According to Douglas, prior cases
of the Supreme Court “suggested that specific guarantees in the Bill of
Rights”—dealing with speech, press, association, quartering soldiers, search
and seizure, self-incrimination, and the education of one’s children—“have
penumbras, formed by emanations from those guarantees that help give them life
and substance.” On the basis of these “penumbras” and “emanations”—but not a
shred of constitutional precedent or other authority—the Warren Court simply
invented a constitutionally guaranteed “right of privacy.”
For the seven-justice majority,
Douglas wrote:
We deal with a right of privacy
older than the Bill of Rights—older than our political parties, older than our
school system. Marriage [about which the Connecticut law said nothing] is a
coming together for better or for worse, hopefully enduring, and intimate to
the degree of being sacred [said the oft-married Douglas]. It is an association
that promotes a way of life, not causes; a harmony in living, not political
faiths; a bilateral loyalty, not commercial or social projects. Yet it is an
association for as noble a purpose as any involved in our prior decisions.
Despite this pretentious
mumbo-jumbo, or perhaps because of it, neither Douglas nor any of his six
colleagues had an answer to a simple question asked in Justice Stewart’s
dissent (in which Justice Black joined): “What provision of the Constitution
... make[s] this state law invalid? The Court says it is the
right of privacy ‘created by several fundamental constitutional guarantees.’

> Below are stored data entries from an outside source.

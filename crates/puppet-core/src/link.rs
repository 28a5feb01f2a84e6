//! Structured link payloads: mini programs and URL cards.

use serde::{Deserialize, Serialize};

/// A mini program card.
#[derive(Debug, Clone, PartialEq, Eq, Default, Serialize, Deserialize)]
#[serde(rename_all = "camelCase")]
pub struct MiniProgramPayload {
    #[serde(default)]
    pub app_id: Option<String>,
    #[serde(default)]
    pub description: Option<String>,
    #[serde(default)]
    pub page_path: Option<String>,
    #[serde(default)]
    pub icon_url: Option<String>,
    #[serde(default)]
    pub share_id: Option<String>,
    #[serde(default)]
    pub thumb_url: Option<String>,
    #[serde(default)]
    pub thumb_key: Option<String>,
    #[serde(default)]
    pub title: Option<String>,
    /// Account that owns the mini program.
    #[serde(default)]
    pub username: Option<String>,
}

impl MiniProgramPayload {
    /// Create a mini program card with an app id and title.
    pub fn new(app_id: impl Into<String>, title: impl Into<String>) -> Self {
        Self {
            app_id: Some(app_id.into()),
            title: Some(title.into()),
            ..Default::default()
        }
    }
}

/// A rich URL card.
#[derive(Debug, Clone, PartialEq, Eq, Serialize, Deserialize)]
#[serde(rename_all = "camelCase")]
pub struct UrlLinkPayload {
    pub url: String,
    pub title: String,
    #[serde(default)]
    pub description: Option<String>,
    #[serde(default)]
    pub thumbnail_url: Option<String>,
}

impl UrlLinkPayload {
    /// Create a URL card.
    pub fn new(url: impl Into<String>, title: impl Into<String>) -> Self {
        Self {
            url: url.into(),
            title: title.into(),
            description: None,
            thumbnail_url: None,
        }
    }

    /// Set the description.
    pub fn with_description(mut self, description: impl Into<String>) -> Self {
        self.description = Some(description.into());
        self
    }
}
//! Room schema.

use serde::{Deserialize, Serialize};

/// Raw payload describing a group room.
#[derive(Debug, Clone, PartialEq, Default, Serialize, Deserialize)]
#[serde(rename_all = "camelCase")]
pub struct RoomPayload {
    /// Room identity.
    pub id: String,

    /// Room topic (group name).
    #[serde(default)]
    pub topic: String,

    #[serde(default)]
    pub avatar: Option<String>,

    /// Identities of the room members.
    #[serde(default)]
    pub member_id_list: Vec<String>,

    #[serde(default)]
    pub owner_id: Option<String>,

    #[serde(default)]
    pub admin_id_list: Vec<String>,
}

impl RoomPayload {
    /// Create a room payload with the given id and topic and no members.
    pub fn new(id: impl Into<String>, topic: impl Into<String>) -> Self {
        Self {
            id: id.into(),
            topic: topic.into(),
            ..Default::default()
        }
    }

    /// Set the member list.
    pub fn with_members<I, S>(mut self, members: I) -> Self
    where
        I: IntoIterator<Item = S>,
        S: Into<String>,
    {
        self.member_id_list = members.into_iter().map(Into::into).collect();
        self
    }

    /// Set the owner.
    pub fn with_owner(mut self, owner_id: impl Into<String>) -> Self {
        self.owner_id = Some(owner_id.into());
        self
    }

    /// Check whether a contact is a member of this room.
    pub fn has_member(&self, contact_id: &str) -> bool {
        self.member_id_list.iter().any(|id| id == contact_id)
    }
}
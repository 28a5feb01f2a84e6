//! Events emitted by a puppet.

use serde::{Deserialize, Serialize};

/// Payload of a `message` event.
#[derive(Debug, Clone, PartialEq, Eq, Serialize, Deserialize)]
#[serde(rename_all = "camelCase")]
pub struct EventMessagePayload {
    /// Identity of the message that was received.
    pub message_id: String,
}

/// An event emitted by a puppet.
#[derive(Debug, Clone, PartialEq, Eq, Serialize, Deserialize)]
#[serde(tag = "event", content = "payload", rename_all = "camelCase")]
#[non_exhaustive]
pub enum PuppetEvent {
    /// A new message was received.
    Message(EventMessagePayload),
}

impl PuppetEvent {
    /// Build a `message` event.
    pub fn message(message_id: impl Into<String>) -> Self {
        Self::Message(EventMessagePayload {
            message_id: message_id.into(),
        })
    }

    /// Name of the event, as used by listeners.
    pub fn name(&self) -> &'static str {
        match self {
            Self::Message(_) => "message",
        }
    }
}
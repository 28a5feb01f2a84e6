//! The mock world: record pools, message registry, attachment store and events.

use std::any::TypeId;
use std::cell::RefCell;
use std::collections::HashMap;
use std::fmt;
use std::rc::{Rc, Weak};
use std::time::{SystemTime, UNIX_EPOCH};

use indexmap::IndexMap;
use puppet_core::{ContactPayload, Conversation, MessagePayload, MessageType, PuppetEvent, RoomPayload};
use rand::rngs::StdRng;
use rand::{Rng, SeedableRng};
use tokio::sync::broadcast;
use tracing::{debug, trace};

use crate::accessory::ConversationTarget;
use crate::config::{ConfigError, MockerConfig};
use crate::contact::{ContactKind, ContactMock, MockContact};
use crate::error::MockError;
use crate::generator;
use crate::message::{self, MessageMock};
use crate::pool::Pool;
use crate::room::{self, RoomMock};
use crate::sayable::Attachment;

/// Shared state behind a [`Mocker`] handle.
pub(crate) struct MockerState {
    pub(crate) config: MockerConfig,
    /// One pool per contact kind, created on first use.
    pub(crate) contacts: RefCell<IndexMap<TypeId, Pool<ContactMock>>>,
    pub(crate) rooms: RefCell<Pool<RoomMock>>,
    pub(crate) messages: RefCell<Pool<MessageMock>>,
    pub(crate) attachments: RefCell<HashMap<String, Attachment>>,
    contact_payloads: RefCell<HashMap<String, ContactPayload>>,
    room_payloads: RefCell<HashMap<String, RoomPayload>>,
    rng: RefCell<StdRng>,
    events: broadcast::Sender<PuppetEvent>,
}

/// A self-contained mock chat world.
///
/// The mocker owns every contact, room and message created through it and
/// plays the puppet: each delivered message is announced as a
/// [`PuppetEvent::Message`] on a broadcast channel. Cloning a `Mocker` gives
/// another handle to the same world.
///
/// Everything runs synchronously on the calling thread.
#[derive(Clone)]
pub struct Mocker {
    pub(crate) state: Rc<MockerState>,
}

impl Mocker {
    /// Create an empty mock world.
    pub fn new(config: MockerConfig) -> Self {
        let rng = match config.seed {
            Some(seed) => StdRng::seed_from_u64(seed),
            None => StdRng::from_entropy(),
        };
        let (events, _) = broadcast::channel(config.event_capacity.max(1));
        debug!("Mocker created (seed: {:?})", config.seed);

        Self {
            state: Rc::new(MockerState {
                config,
                contacts: RefCell::new(IndexMap::new()),
                rooms: RefCell::new(Pool::new(room::KIND)),
                messages: RefCell::new(Pool::new(message::KIND)),
                attachments: RefCell::new(HashMap::new()),
                contact_payloads: RefCell::new(HashMap::new()),
                room_payloads: RefCell::new(HashMap::new()),
                rng: RefCell::new(rng),
                events,
            }),
        }
    }

    /// Create a mock world configured from the environment.
    pub fn from_env() -> Result<Self, ConfigError> {
        Ok(Self::new(MockerConfig::from_env()?))
    }

    pub fn config(&self) -> &MockerConfig {
        &self.state.config
    }

    /// Subscribe to puppet events.
    ///
    /// Only events emitted after subscribing are received.
    pub fn subscribe(&self) -> broadcast::Receiver<PuppetEvent> {
        self.state.events.subscribe()
    }

    pub(crate) fn downgrade(&self) -> Weak<MockerState> {
        Rc::downgrade(&self.state)
    }

    pub(crate) fn upgrade(state: &Weak<MockerState>) -> Result<Self, MockError> {
        state
            .upgrade()
            .map(|state| Self { state })
            .ok_or(MockError::Detached)
    }

    /// Run `f` against the pool of contact kind `K`, creating the pool if
    /// this is the first time the kind is used.
    pub(crate) fn with_contact_pool<K, R>(
        &self,
        f: impl FnOnce(&mut Pool<ContactMock>) -> Result<R, MockError>,
    ) -> Result<R, MockError>
    where
        K: ContactKind,
    {
        if K::ABSTRACT {
            return Err(MockError::DirectUse(K::NAME));
        }

        let mut pools = self.state.contacts.borrow_mut();
        let pool = pools.entry(TypeId::of::<K>()).or_insert_with(|| {
            debug!("{} pool initialized", K::NAME);
            Pool::new(K::NAME)
        });
        f(pool)
    }

    // ------------------------------------------------------------------
    // Payload store
    // ------------------------------------------------------------------

    pub(crate) fn register_contact_payload(&self, payload: ContactPayload) {
        trace!("contact payload registered: {}", payload.id);
        self.state
            .contact_payloads
            .borrow_mut()
            .insert(payload.id.clone(), payload);
    }

    pub(crate) fn register_room_payload(&self, payload: RoomPayload) {
        trace!("room payload registered: {}", payload.id);
        self.state
            .room_payloads
            .borrow_mut()
            .insert(payload.id.clone(), payload);
    }

    /// The payload registered for a contact, as the puppet would report it.
    pub fn contact_payload(&self, id: &str) -> Option<ContactPayload> {
        self.state.contact_payloads.borrow().get(id).cloned()
    }

    /// The payload registered for a room, as the puppet would report it.
    pub fn room_payload(&self, id: &str) -> Option<RoomPayload> {
        self.state.room_payloads.borrow().get(id).cloned()
    }

    // ------------------------------------------------------------------
    // Records
    // ------------------------------------------------------------------

    /// Create a contact of the default [`MockContact`] kind.
    pub fn create_contact(&self, payload: ContactPayload) -> Result<ContactMock, MockError> {
        ContactMock::create::<MockContact>(self, payload)
    }

    /// Load a contact of the default [`MockContact`] kind.
    pub fn load_contact(&self, id: &str) -> Result<ContactMock, MockError> {
        ContactMock::load::<MockContact>(self, id)
    }

    pub fn create_room(&self, payload: RoomPayload) -> Result<RoomMock, MockError> {
        RoomMock::create(self, payload)
    }

    pub fn load_room(&self, id: &str) -> Result<RoomMock, MockError> {
        RoomMock::load(self, id)
    }

    pub fn load_message(&self, id: &str) -> Result<MessageMock, MockError> {
        MessageMock::load(self, id)
    }

    /// Create `count` contacts with generated payloads.
    pub fn create_contacts(&self, count: usize) -> Result<Vec<ContactMock>, MockError> {
        (0..count)
            .map(|_| {
                let payload = generator::generate_contact_payload(&mut *self.state.rng.borrow_mut());
                self.create_contact(payload)
            })
            .collect()
    }

    /// Create a room with a generated topic and the given members.
    pub fn create_random_room(&self, members: &[ContactMock]) -> Result<RoomMock, MockError> {
        let member_ids: Vec<String> = members.iter().map(|c| c.id().to_string()).collect();
        let payload = generator::generate_room_payload(&mut *self.state.rng.borrow_mut(), &member_ids);
        self.create_room(payload)
    }

    /// Find a contact of any kind.
    pub fn find_contact(&self, id: &str) -> Option<ContactMock> {
        self.state
            .contacts
            .borrow()
            .values()
            .find_map(|pool| pool.get(id).cloned())
    }

    /// Every contact registered under `id`, one per kind that has it.
    pub fn find_contacts(&self, id: &str) -> Vec<ContactMock> {
        self.state
            .contacts
            .borrow()
            .values()
            .filter_map(|pool| pool.get(id).cloned())
            .collect()
    }

    /// Every contact of every kind, in creation order per kind.
    pub fn contacts(&self) -> Vec<ContactMock> {
        self.state
            .contacts
            .borrow()
            .values()
            .flat_map(|pool| pool.values().cloned())
            .collect()
    }

    pub fn rooms(&self) -> Vec<RoomMock> {
        self.state.rooms.borrow().values().cloned().collect()
    }

    /// Every message delivered so far, oldest first.
    pub fn messages(&self) -> Vec<MessageMock> {
        self.state.messages.borrow().values().cloned().collect()
    }

    pub fn message_count(&self) -> usize {
        self.state.messages.borrow().len()
    }

    // ------------------------------------------------------------------
    // Randomness
    // ------------------------------------------------------------------

    pub fn random_contact(&self) -> Option<ContactMock> {
        let contacts = self.contacts();
        self.pick(contacts.len()).map(|i| contacts[i].clone())
    }

    pub fn random_room(&self) -> Option<RoomMock> {
        let rooms = self.rooms();
        self.pick(rooms.len()).map(|i| rooms[i].clone())
    }

    /// Pick a random contact or room to talk to.
    pub fn random_conversation(&self) -> Result<ConversationTarget, MockError> {
        let contacts = self.contacts();
        let rooms = self.rooms();

        match self.pick(contacts.len() + rooms.len()) {
            Some(i) if i < contacts.len() => Ok(ConversationTarget::Contact(contacts[i].clone())),
            Some(i) => Ok(ConversationTarget::Room(rooms[i - contacts.len()].clone())),
            None => Err(MockError::UnknownConversationType(
                "no contact or room to talk to".to_string(),
            )),
        }
    }

    fn pick(&self, len: usize) -> Option<usize> {
        if len == 0 {
            return None;
        }
        Some(self.state.rng.borrow_mut().gen_range(0..len))
    }

    /// Generate a random sentence with the configured length bounds.
    pub fn generate_sentence(&self) -> String {
        let words = self.state.config.sentence_words();
        generator::generate_sentence(&mut *self.state.rng.borrow_mut(), words)
    }

    pub(crate) fn next_message_id(&self) -> String {
        generator::generate_id(&mut *self.state.rng.borrow_mut()).to_string()
    }

    // ------------------------------------------------------------------
    // Delivery
    // ------------------------------------------------------------------

    /// Deliver a message from the bot side into the mock world.
    ///
    /// The message is registered, announced on the event channel and
    /// handed to the observers of the room it is addressed to, or of every
    /// contact registered under the recipient id, whatever its kind.
    pub fn send_message(&self, payload: MessagePayload) -> Result<MessageMock, MockError> {
        self.deliver(payload, None, None, None)
    }

    /// Register a message and announce it.
    ///
    /// Side effects happen in this order: attachment stored, message
    /// created, event emitted, conversation observers notified. Nothing
    /// happens if the message id is already taken.
    ///
    /// When `target` is given only that exact record is notified; otherwise
    /// the recipient is resolved from the payload.
    pub(crate) fn deliver(
        &self,
        payload: MessagePayload,
        attachment: Option<Attachment>,
        talker: Option<ContactMock>,
        target: Option<ConversationTarget>,
    ) -> Result<MessageMock, MockError> {
        if self.state.messages.borrow().contains(&payload.id) {
            return Err(MockError::AlreadyExists {
                kind: message::KIND,
                id: payload.id,
            });
        }

        if payload.message_type != MessageType::Text {
            if let Some(attachment) = attachment {
                MessageMock::set_attachment(self, &payload.id, attachment);
            }
        }

        let message = MessageMock::register(self, payload, talker)?;
        self.emit(PuppetEvent::message(message.id()));
        self.notify_conversation(&message, target);

        Ok(message)
    }

    fn emit(&self, event: PuppetEvent) {
        trace!("emit {:?}", event);
        if self.state.events.send(event).is_err() {
            trace!("no event subscribers");
        }
    }

    fn notify_conversation(&self, message: &MessageMock, target: Option<ConversationTarget>) {
        if let Some(target) = target {
            match target {
                ConversationTarget::Contact(contact) => contact.notify_message(message),
                ConversationTarget::Room(room) => room.notify_message(message),
            }
            return;
        }

        match message.conversation() {
            Conversation::To { to_id } => {
                for contact in self.find_contacts(to_id) {
                    contact.notify_message(message);
                }
            }
            Conversation::Room { room_id, .. } => {
                if let Ok(room) = self.load_room(room_id) {
                    room.notify_message(message);
                }
            }
        }
    }
}

impl Default for Mocker {
    fn default() -> Self {
        Self::new(MockerConfig::default())
    }
}

impl fmt::Debug for Mocker {
    fn fmt(&self, f: &mut fmt::Formatter<'_>) -> fmt::Result {
        f.debug_struct("Mocker")
            .field("contacts", &self.contacts().len())
            .field("rooms", &self.state.rooms.borrow().len())
            .field("messages", &self.message_count())
            .finish()
    }
}

/// Current time in milliseconds since the Unix epoch.
pub(crate) fn now_millis() -> u64 {
    SystemTime::now()
        .duration_since(UNIX_EPOCH)
        .map(|d| d.as_millis() as u64)
        .unwrap_or(0)
}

With all deference, I can find no such general right of privacy in the Bill of
Rights, in any other part of the Constitution, or in any case ever before
decided by this Court.”
Despite the clarity of Stewart’s persuasive dissent — and because the Warren
Court majority wanted to rid Connecticut of what Stewart rightly characterized as an “uncommonly silly law”—the Griswold
majority simply invented an ersatz
“right to privacy.” In a barely three-page
opinion, this anti-federalism judicial construct would later be used
in Roe v. Wade as a constitutional
rationale for invalidating the anti-abortion laws of virtually every state.
Thus, the notion of a “Living
Constitution,” the opposite of originalism, is not only an anti-democratic and
intellectually dishonest way to interpret our Constitution and federal
statutes. It is also demonstrably capable of manufacturing dangerous ersatz
“rights” that impose tremendous moral, social, economic, and political costs on
this nation and its citizens.
It is Griswold’s
interpretive methodology — imposed on the basic Constitution, on the Bill of
Rights, on the Fourteenth Amendment, and on federal statutes — and the
invention and institutionalization of ersatz “rights,” that has made possible
the decades-long metastasis of the “Living Constitution’s” malignant doctrines
into most areas of American constitutional and statutory law.
* * *
To paraphrase the penultimate
paragraph of my Introduction to The
Supreme Court Opinions of Clarence Thomas, 1991-2011 [Second Edition],
[I]n the name of our
Founding Fathers, like Justice Clarence Thomas Antonin Scalia spent decades consistently
and bravely fighting with mind and pen against this anti-constitutional disease.
The next President of the United
States cannot allow Justice Scalia’s battle to have been for naught.